One of the frequent questions I hear from people trying to eat a healthier diet is how to make good, but easy, dinners they can eat on weeknights without spending all evening in the kitchen. You know the drill, you work all day, you get home late, you’re tired and hungry and not in the mood to start whipping up a master gourmet meal…but, you’ve got to eat. So instead of reaching for the phone (to dial your favorite local pizza place), try this weeknight quick and easy dish, and save the pizza for another night when you are getting together with friends.
The trick to making this meal quickly on a weeknight, is a little advance planning and preparation a few days before. The main thing you need to do is make the black beans in advance. Say, on a weekend afternoon while you are home doing some holiday preparations?
You will also want to bake the chicken in advance – buy some chicken breasts (boneless and skinless for the lowest calorie option), sprinkle with a few herbs/spices such as garlic powder, oregano, cumin, black pepper and onion powder, and bake at 350 degrees F for 30-40 minutes until done. Boneless skinless chicken breasts take less time than chicken breasts with bones still in – watch them carefully or they may dry out. Store the chicken well wrapped in the refrigerator.
Need to find time to bake the chicken? If you are good at multi-tasking, try baking the chicken first thing in the morning while you are getting ready for the day … or bake it on the weekend… or, on a weekday evening while you are cooking dinner another night.
The brown rice and salad are made fresh the night they are served. Put the brown rice on to cook as soon as you get home; use salad greens that you have already washed and prepped a day or two in advance to make weeknight salad a quick and easy part of your meal. Salad dressing (oil and vinegar and a few spices) can be made in advance and kept on hand for easy use.
Now, for the black beans recipe…
Black Beans (8-10 servings)
- 1 lb. black beans, dry
- water to cover
- canola spray
- 1 ½ medium onions, chopped
- 2 cloves garlic, minced fine
- 3 medium stalks celery, chopped
- 1 cup carrots, chopped
- 1 serrano pepper, minced *
- 1 tsp. ground cumin
- 1 tsp. ground thyme
- 10-15 cups water
- 1 tsp. salt (if following low salt diet, omit)
- 2 Tbsp. balsamic vinegar
*Wear gloves, remove the seeds before mincing
1. The day before you plan to make the black beans, place the dry beans in a large bowl or pot. Remove any stones or other debris. Cover with cold water and allow to sit overnight, covered loosely with lid or clean kitchen towel. If you are in a hurry, you can boil the beans for 3-5 minutes in water and then allow them to sit for 3-4 hours before using. (If you want to skip this step entirely, use “no salt added” canned black beans.)
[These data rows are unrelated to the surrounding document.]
//! Meeting minutes and team surveys

use std::collections::BTreeMap;

use chrono::{DateTime, NaiveDate, Utc};
use serde::{Deserialize, Serialize};

use super::{blank_as_none, blank_date_as_none};
use crate::store::Entity;

// ============================================================================
// Meetings
// ============================================================================

#[derive(Debug, Clone, PartialEq, Serialize, Deserialize)]
pub struct Meeting {
    pub date: NaiveDate,

    pub title: String,

    /// Member names
    #[serde(default)]
    pub attendees: Vec<String>,

    #[serde(default)]
    pub summary: String,

    #[serde(default)]
    pub decisions: Vec<String>,

    #[serde(default, deserialize_with = "blank_as_none")]
    pub file_url: Option<String>,
}

impl Meeting {
    pub fn new(date: NaiveDate, title: impl Into<String>) -> Self {
        Self {
            date,
            title: title.into(),
            attendees: Vec::new(),
            summary: String::new(),
            decisions: Vec::new(),
            file_url: None,
        }
    }
}

impl Entity for Meeting {
    const COLLECTION: &'static str = "meetings";

    fn validate(&self) -> Result<(), String> {
        if self.title.trim().is_empty() {
            return Err("meeting title must not be blank".to_string());
        }
        Ok(())
    }
}

// ============================================================================
// Surveys
// ============================================================================

#[derive(Debug, Clone, Copy, PartialEq, Eq, Hash, Serialize, Deserialize, Default)]
#[serde(rename_all = "lowercase")]
pub enum SurveyKind {
    #[default]
    Poll,
    Survey,
    /// Yes/no vote
    Vote,
}

impl SurveyKind {
    pub fn korean_label(&self) -> &'static str {
        match self {
            Self::Poll => "투표",
            Self::Survey => "설문",
            Self::Vote => "찬반투표",
        }
    }
}

#[derive(Debug, Clone, Copy, PartialEq, Eq, Hash, Serialize, Deserialize, Default)]
#[serde(rename_all = "lowercase")]
pub enum QuestionKind {
    #[default]
    Single,
    Multiple,
    Text,
}

#[derive(Debug, Clone, PartialEq, Serialize, Deserialize)]
pub struct SurveyQuestion {
    pub id: String,

    pub question: String,

    #[serde(rename = "type", default)]
    pub kind: QuestionKind,

    #[serde(default)]
    pub options: Vec<String>,
}

impl SurveyQuestion {
    pub fn choice(id: impl Into<String>, question: impl Into<String>, options: &[&str]) -> Self {
        Self {
            id: id.into(),
            question: question.into(),
            kind: QuestionKind::Single,
            options: options.iter().map(|o| o.to_string()).collect(),
        }
    }
}

/// One answer: a single option, several options, or free text
#[derive(Debug, Clone, PartialEq, Eq, Serialize, Deserialize)]
#[serde(untagged)]
pub enum SurveyAnswer {
    One(String),
    Many(Vec<String>),
}

impl SurveyAnswer {
    pub fn picks(&self, option: &str) -> bool {
        match self {
            Self::One(answer) => answer == option,
            Self::Many(answers) => answers.iter().any(|a| a == option),
        }
    }
}

#[derive(Debug, Clone, PartialEq, Serialize, Deserialize)]
pub struct SurveyResponse {
    /// Email of the responder; used to stop double answers
    pub user_id: String,

    pub user_name: String,

    /// Keyed by question id
    #[serde(default)]
    pub answers: BTreeMap<String, SurveyAnswer>,

    pub submitted_at: DateTime<Utc>,
}

/// Count of responses picking one option
#[derive(Debug, Clone, PartialEq, Eq, Serialize)]
pub struct OptionTally {
    pub option: String,
    pub count: usize,
    /// Rounded share of all responses, 0 when nobody answered
    pub percentage: u32,
}

#[derive(Debug, Clone, PartialEq, Serialize, Deserialize)]
pub struct Survey {
    pub title: String,

    #[serde(default)]
    pub description: String,

    #[serde(rename = "type", default)]
    pub kind: SurveyKind,

    #[serde(default)]
    pub questions: Vec<SurveyQuestion>,

    /// Last day to answer
    #[serde(default, deserialize_with = "blank_date_as_none")]
    pub deadline: Option<NaiveDate>,

    #[serde(default)]
    pub is_anonymous: bool,

    #[serde(default)]
    pub responses: Vec<SurveyResponse>,
}

impl Survey {
    pub fn new(title: impl Into<String>, questions: Vec<SurveyQuestion>) -> Self {
        Self {
            title: title.into(),
            description: String::new(),
            kind: SurveyKind::default(),
            questions,
            deadline: None,
            is_anonymous: false,
            responses: Vec::new(),
        }
    }

    /// Closed once the deadline day has passed
    pub fn is_closed(&self, today: NaiveDate) -> bool {
        self.deadline.map(|d| d < today).unwrap_or(false)
    }

    pub fn has_responded(&self, user_id: &str) -> bool {
        self.responses.iter().any(|r| r.user_id == user_id)
    }

    pub fn question(&self, id: &str) -> Option<&SurveyQuestion> {
        self.questions.iter().find(|q| q.id == id)
    }

    /// Per-option counts for a choice question, in option order
    pub fn tally(&self, question_id: &str) -> Vec<OptionTally> {
        let Some(question) = self.question(question_id) else {
            return Vec::new();
        };
        let total = self.responses.len();

        question
            .options
            .iter()
            .map(|option| {
                let count = self
                    .responses
                    .iter()
                    .filter(|r| {
                        r.answers
                            .get(question_id)
                            .map(|a| a.picks(option))
                            .unwrap_or(false)
                    })
                    .count();
                let percentage = if total == 0 {
                    0
                } else {
                    ((count as f64 / total as f64) * 100.0).round() as u32
                };
                OptionTally {
                    option: option.clone(),
                    count,
                    percentage,
                }
            })
            .collect()
    }
}

impl Entity for Survey {
    const COLLECTION: &'static str = "surveys";

    fn validate(&self) -> Result<(), String> {
        if self.title.trim().is_empty() {
            return Err("survey title must not be blank".to_string());
        }
        for question in &self.questions {
            if question.question.trim().is_empty() {
                return Err(format!("question {} must not be blank", question.id));
            }
            if question.kind != QuestionKind::Text && question.options.len() < 2 {
                return Err(format!("question {} needs at least two options", question.id));
            }
        }
        Ok(())
    }
}

#[cfg(test)]
mod tests {
    use super::*;

    fn response(user: &str, answer: SurveyAnswer) -> SurveyResponse {
        SurveyResponse {
            user_id: user.to_string(),
            user_name: user.to_string(),
            answers: BTreeMap::from([("1".to_string(), answer)]),
            submitted_at: Utc::now(),
        }
    }

    #[test]
    fn test_tally_counts_single_and_multiple() {
        let mut survey = Survey::new(
            "Retreat",
            vec![SurveyQuestion::choice("1", "Which day?", &["Fri", "Sat", "Sun"])],
        );
        survey
            .responses
            .push(response("a", SurveyAnswer::One("Fri".to_string())));
        survey.responses.push(response(
            "b",
            SurveyAnswer::Many(vec!["Fri".to_string(), "Sat".to_string()]),
        ));
        survey
            .responses
            .push(response("c", SurveyAnswer::One("Sun".to_string())));

        let tally = survey.tally("1");
        assert_eq!(tally[0].count, 2);
        assert_eq!(tally[0].percentage, 67);
        assert_eq!(tally[1].count, 1);
        assert_eq!(tally[1].percentage, 33);
        assert!(survey.tally("missing").is_empty());
    }

    #[test]
    fn test_no_responses_is_zero_percent() {
        let survey = Survey::new("Snack", vec![SurveyQuestion::choice("1", "?", &["A", "B"])]);
        assert!(survey.tally("1").iter().all(|t| t.count == 0 && t.percentage == 0));
    }

    #[test]
    fn test_type_field_and_deadline() {
        let survey: Survey = serde_json::from_value(serde_json::json!({
            "title": "Vote",
            "type": "vote",
            "deadline": "2024-06-10",
            "questions": [{ "id": "1", "question": "Agree?", "type": "single", "options": ["Yes", "No"] }]
        }))
        .unwrap();
        assert_eq!(survey.kind, SurveyKind::Vote);
        assert!(!survey.is_closed(NaiveDate::from_ymd_opt(2024, 6, 10).unwrap()));
        assert!(survey.is_closed(NaiveDate::from_ymd_opt(2024, 6, 11).unwrap()));
    }

    #[test]
    fn test_choice_question_needs_options() {
        let survey = Survey::new("Bad", vec![SurveyQuestion::choice("1", "Pick", &["Only"])]);
        assert!(survey.validate().is_err());
    }
}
2. Drain the beans. (If using canned beans, rinse thoroughly and drain.)
3. Spray a large pot with canola oil. Cook onions and garlic over low heat for 3-5 minutes. Add celery, carrots, serrano pepper and spices and continue to cook.
4. Add black beans and enough water to cover them with an extra inch or so of water.
5. Add salt (if using). Stir and cover, cook on low to medium heat for 2-3 hours until beans are soft. Set a time for every 20-30 minutes to remind you to stir the beans and add more water as needed while the beans cook.
6. Once the beans are soft and have a smooth texture, stir in the balsamic vinegar.
7. Store refrigerated and reheat to boiling before serving. Cooked beans will generally keep 3-5 days when properly refrigerated.
Approximate nutrition information per serving of black beans: 193 calories; 1 gram fat; 0.2 grams saturated fat; 0 grams transfat; 35 mg cholesterol; 326 mg sodium; 36 grams carbohydrate; 12 grams dietary fiber; 11 grams protein.